The Swiss government is considering taking over all or most of the troubled bank Credit Suisse if no deal is made with the bank UBS. This is reported by economic news agency Bloomberg. Earlier today, Credit Suisse reportedly rejected a takeover bid from UBS.

Switzerland’s two largest banks have been discussing a possible takeover with each other and with the Swiss government for days. According to the Financial Times, UBS today offered $1 billion to acquire Credit Suisse, but Credit Suisse would not have agreed.

Some people involved told the newspaper that the terms of the takeover were unfair to Credit Suisse and there has been criticism of the possible circumvention of takeover laws. The Swiss government is said to be planning to change laws so that the consent of UBS shareholders is not required. Normally, they should be given six weeks to assess the takeover.

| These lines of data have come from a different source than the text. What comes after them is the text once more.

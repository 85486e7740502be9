//! End-to-end scenario tests
//!
//! Full-size runs checking the documented stylized findings and the
//! cross-replication statistics contract.

use sim_core::config::calib;
use sim_core::monte_carlo::run_monte_carlo;
use sim_core::run::run_single;
use sim_core::RunConfig;

/// Full horizon, full firm count, seed 1: adoption ends in [0, 1] and the
/// no-UBI economy ends with strictly higher unemployment than the
/// UBI=2000 economy on the same seed (demand-starved attrition vs the
/// transfer-financed demand floor).
#[test]
fn test_full_scale_ubi_comparison() {
    let no_ubi = RunConfig::new("nobdp", 0.0, 1);
    let with_ubi = RunConfig::new("baseline", 2000.0, 1);
    assert_eq!(no_ubi.firms_count, 10_000);
    assert_eq!(no_ubi.horizon_months, 120);

    let base = run_single(&no_ubi, 1);
    let ubi = run_single(&with_ubi, 1);

    let base_term = base.terminal();
    let ubi_term = ubi.terminal();
    assert!((0.0..=1.0).contains(&base_term.total_adoption));
    assert!((0.0..=1.0).contains(&ubi_term.total_adoption));
    assert!(
        base_term.unemployment > ubi_term.unemployment,
        "no-UBI unemployment {} should exceed UBI unemployment {}",
        base_term.unemployment,
        ubi_term.unemployment
    );
}

/// The UBI shock resolves adoption uncertainty, so the UBI scenario ends
/// with more technology adoption than the no-UBI ramp.
#[test]
fn test_ubi_accelerates_adoption() {
    let mut no_ubi = RunConfig::new("nobdp", 0.0, 1);
    let mut with_ubi = RunConfig::new("baseline", 2000.0, 1);
    for cfg in [&mut no_ubi, &mut with_ubi] {
        cfg.firms_count = 2_000;
    }
    let base = run_single(&no_ubi, 1);
    let ubi = run_single(&with_ubi, 1);
    assert!(ubi.terminal().total_adoption > base.terminal().total_adoption);
}

/// Government debt accumulates once the UBI transfer switches on.
#[test]
fn test_ubi_spending_accumulates_debt() {
    let mut cfg = RunConfig::new("baseline", 2000.0, 1);
    cfg.firms_count = 1_000;
    cfg.horizon_months = calib::SHOCK_MONTH + 12;
    let run = run_single(&cfg, 1);
    let pre_shock = &run.rows[(calib::SHOCK_MONTH - 2) as usize];
    let terminal = run.terminal();
    assert!(terminal.gov_debt > pre_shock.gov_debt);
}

/// Cross-replication terminal statistics satisfy p05 <= mean <= p95 for
/// every column.
#[test]
fn test_terminal_stats_ordering() {
    for ubi in [0.0, 2000.0] {
        let mut cfg = RunConfig::new("stats", ubi, 12);
        cfg.firms_count = 300;
        cfg.horizon_months = 48;
        let result = run_monte_carlo(&cfg, true);
        for (i, s) in result.terminal_stats.iter().enumerate() {
            assert!(
                s.p05 <= s.mean + 1e-9 && s.mean <= s.p95 + 1e-9,
                "column {i} violates p05 <= mean <= p95 at ubi={ubi}"
            );
        }
    }
}
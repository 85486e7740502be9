//! Stock-flow-consistent agent-based UBI x automation simulator.
//!
//! The engine simulates a closed macroeconomy with a foreign sector at
//! monthly frequency: firms on a small-world imitation network decide
//! between traditional, hybrid, and fully automated production under
//! network and macroeconomic pressure, while labor market, inflation,
//! central bank, banking, foreign, and government sub-states feed back on
//! those decisions. The Monte Carlo orchestrator runs many seeded
//! replications and aggregates cross-seed statistics.

pub mod bank;
pub mod config;
pub mod decision;
pub mod firm;
pub mod macroeconomy;
pub mod monte_carlo;
pub mod network;
pub mod output;
pub mod run;
pub mod sectors;
pub mod step;
pub mod world;

pub use config::{ConfigError, RunConfig};
pub use firm::{BankruptcyReason, Firm, TechnologyState};
pub use monte_carlo::{run_monte_carlo, MonteCarloResult};
pub use run::{run_single, RunResult};
pub use world::WorldState;
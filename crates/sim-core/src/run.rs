//! Single-Run Driver
//!
//! Initializes one replication (network, sector assignment, firm
//! population, initial world state) and iterates the monthly orchestrator
//! over the full horizon, recording one output row per month. Everything
//! stochastic draws from the single replication RNG passed in.

use rand::rngs::SmallRng;
use rand::seq::SliceRandom;
use rand::{Rng, SeedableRng};

use crate::config::{calib, RunConfig};
use crate::firm::{Firm, TechnologyState};
use crate::network::{watts_strogatz, DEFAULT_K, DEFAULT_P};
use crate::output::MonthRow;
use crate::sectors::SECTORS;
use crate::step::advance_month;
use crate::world::WorldState;

/// Firm initialization tuning.
pub mod params {
    /// Starting cash band
    pub const CASH_MIN: f64 = 50_000.0;
    pub const CASH_MAX: f64 = 150_000.0;
    /// Innovation-cost factor band
    pub const INNOVATION_MIN: f64 = 0.9;
    pub const INNOVATION_MAX: f64 = 1.1;
    /// Spread of the initial digital-readiness draw around the sector center
    pub const READINESS_SPREAD: f64 = 0.15;
    /// Digital-readiness truncation band
    pub const READINESS_MIN: f64 = 0.05;
    pub const READINESS_MAX: f64 = 0.95;
}

/// Complete output of one replication.
#[derive(Debug, Clone)]
pub struct RunResult {
    pub seed: u64,
    pub rows: Vec<MonthRow>,
}

impl RunResult {
    /// The terminal-month row.
    pub fn terminal(&self) -> &MonthRow {
        self.rows.last().expect("a run has at least one month")
    }
}

/// Standard-normal-ish draw from three uniforms (Irwin-Hall), bounded to
/// about +/-3 by construction so no rejection loop is needed.
fn gaussian_ish(rng: &mut SmallRng) -> f64 {
    let sum: f64 = rng.gen::<f64>() + rng.gen::<f64>() + rng.gen::<f64>();
    (sum - 1.5) / 0.5
}

/// Assign sector indices proportionally to the registry shares, remainder
/// to the last sector, then shuffle to avoid spatial clustering on the ring.
fn assign_sectors(firms_count: usize, rng: &mut SmallRng) -> Vec<usize> {
    let mut assignment = Vec::with_capacity(firms_count);
    for (idx, sector) in SECTORS.iter().enumerate() {
        let quota = if idx == SECTORS.len() - 1 {
            firms_count - assignment.len()
        } else {
            (sector.share * firms_count as f64).floor() as usize
        };
        assignment.extend(std::iter::repeat(idx).take(quota));
    }
    assignment.shuffle(rng);
    assignment
}

/// Build the firm population for one replication.
fn spawn_firms(cfg: &RunConfig, rng: &mut SmallRng) -> Vec<Firm> {
    let adjacency = watts_strogatz(cfg.firms_count, DEFAULT_K, DEFAULT_P, rng);
    let sectors = assign_sectors(cfg.firms_count, rng);

    let mut firms = Vec::with_capacity(cfg.firms_count);
    for (id, neighbors) in adjacency.into_iter().enumerate() {
        let sector_idx = sectors[id];
        let center = SECTORS[sector_idx].readiness_center;
        let readiness = (center + params::READINESS_SPREAD * gaussian_ish(rng))
            .clamp(params::READINESS_MIN, params::READINESS_MAX);
        firms.push(Firm {
            id,
            cash: rng.gen_range(params::CASH_MIN..params::CASH_MAX),
            debt: 0.0,
            technology: TechnologyState::Traditional {
                workers: calib::INITIAL_WORKERS,
            },
            risk_profile: rng.gen::<f64>(),
            innovation_cost_factor: rng.gen_range(params::INNOVATION_MIN..params::INNOVATION_MAX),
            digital_readiness: readiness,
            sector: sector_idx,
            neighbors,
        });
    }
    firms
}

/// Run one full replication on the given seed.
pub fn run_single(cfg: &RunConfig, seed: u64) -> RunResult {
    let mut rng = SmallRng::seed_from_u64(seed);
    let mut firms = spawn_firms(cfg, &mut rng);
    let mut world = WorldState::initial(cfg.firms_count);

    let mut rows = Vec::with_capacity(cfg.horizon_months as usize);
    for _ in 0..cfg.horizon_months {
        let (next_world, next_firms) = advance_month(&world, &firms, cfg, &mut rng);
        world = next_world;
        firms = next_firms;
        rows.push(MonthRow::from_world(&world));
    }
    tracing::debug!(
        seed,
        terminal_adoption = world.automation_ratio + world.hybrid_ratio,
        terminal_unemployment = world.unemployment_rate,
        "replication finished"
    );
    RunResult { seed, rows }
}

#[cfg(test)]
mod tests {
    use super::*;

    fn tiny_cfg() -> RunConfig {
        let mut cfg = RunConfig::new("test", 0.0, 1);
        cfg.firms_count = 120;
        cfg.horizon_months = 12;
        cfg
    }

    #[test]
    fn test_sector_assignment_proportions() {
        let mut rng = SmallRng::seed_from_u64(8);
        let assignment = assign_sectors(10_000, &mut rng);
        assert_eq!(assignment.len(), 10_000);
        for (idx, sector) in SECTORS.iter().enumerate() {
            let count = assignment.iter().filter(|&&s| s == idx).count();
            let expected = sector.share * 10_000.0;
            assert!(
                (count as f64 - expected).abs() <= SECTORS.len() as f64,
                "sector {idx}: {count} vs expected {expected}"
            );
        }
    }

    #[test]
    fn test_spawned_firms_start_traditional() {
        let cfg = tiny_cfg();
        let mut rng = SmallRng::seed_from_u64(2);
        let firms = spawn_firms(&cfg, &mut rng);
        assert_eq!(firms.len(), cfg.firms_count);
        for f in &firms {
            assert!(matches!(
                f.technology,
                TechnologyState::Traditional { workers } if workers == calib::INITIAL_WORKERS
            ));
            assert!(f.digital_readiness >= params::READINESS_MIN);
            assert!(f.digital_readiness <= params::READINESS_MAX);
            assert!(f.risk_profile >= 0.0 && f.risk_profile < 1.0);
            assert_eq!(f.debt, 0.0);
        }
    }

    #[test]
    fn test_run_produces_one_row_per_month() {
        let cfg = tiny_cfg();
        let result = run_single(&cfg, 3);
        assert_eq!(result.rows.len(), cfg.horizon_months as usize);
        for (i, row) in result.rows.iter().enumerate() {
            assert_eq!(row.month, i as u32 + 1);
            assert!((0.0..=1.0).contains(&row.unemployment));
            assert!((0.0..=1.0).contains(&row.automation));
            assert!((0.0..=1.0).contains(&row.hybrid));
            assert!(row.automation + row.hybrid <= 1.0 + 1e-12);
        }
    }

    #[test]
    fn test_same_seed_same_rows() {
        let cfg = tiny_cfg();
        let a = run_single(&cfg, 42);
        let b = run_single(&cfg, 42);
        assert_eq!(a.rows, b.rows);
    }

    #[test]
    fn test_different_seeds_differ() {
        let cfg = tiny_cfg();
        let a = run_single(&cfg, 1);
        let b = run_single(&cfg, 2);
        assert_ne!(a.rows, b.rows);
    }
}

Credit Suisse ended Friday with a market value of 7.4 billion Swiss francs, about $8 billion. So UBS’ offer is a fraction of that.

Insiders report to Bloomberg that Credit Suisse thinks the offer is far too low. This would also disadvantage shareholders and employees who are still entitled to payment of the shares, according to the sources.

Loan of 50 billion

Credit Suisse is in deep trouble and saw its value drop by a quarter last week. Credit Suisse received a loan of more than 50 billion euros from the Swiss central bank to stay afloat. That loan could not prevent the share price of the bank from continuing to fall and customers of the bank withdrawing their money en masse.

Credit Suisse was hit by the collapse of US banks Silicon Valley Bank and Signature Bank. The collapse of those banks and the problems at Credit Suisse have led to great unrest in the financial markets.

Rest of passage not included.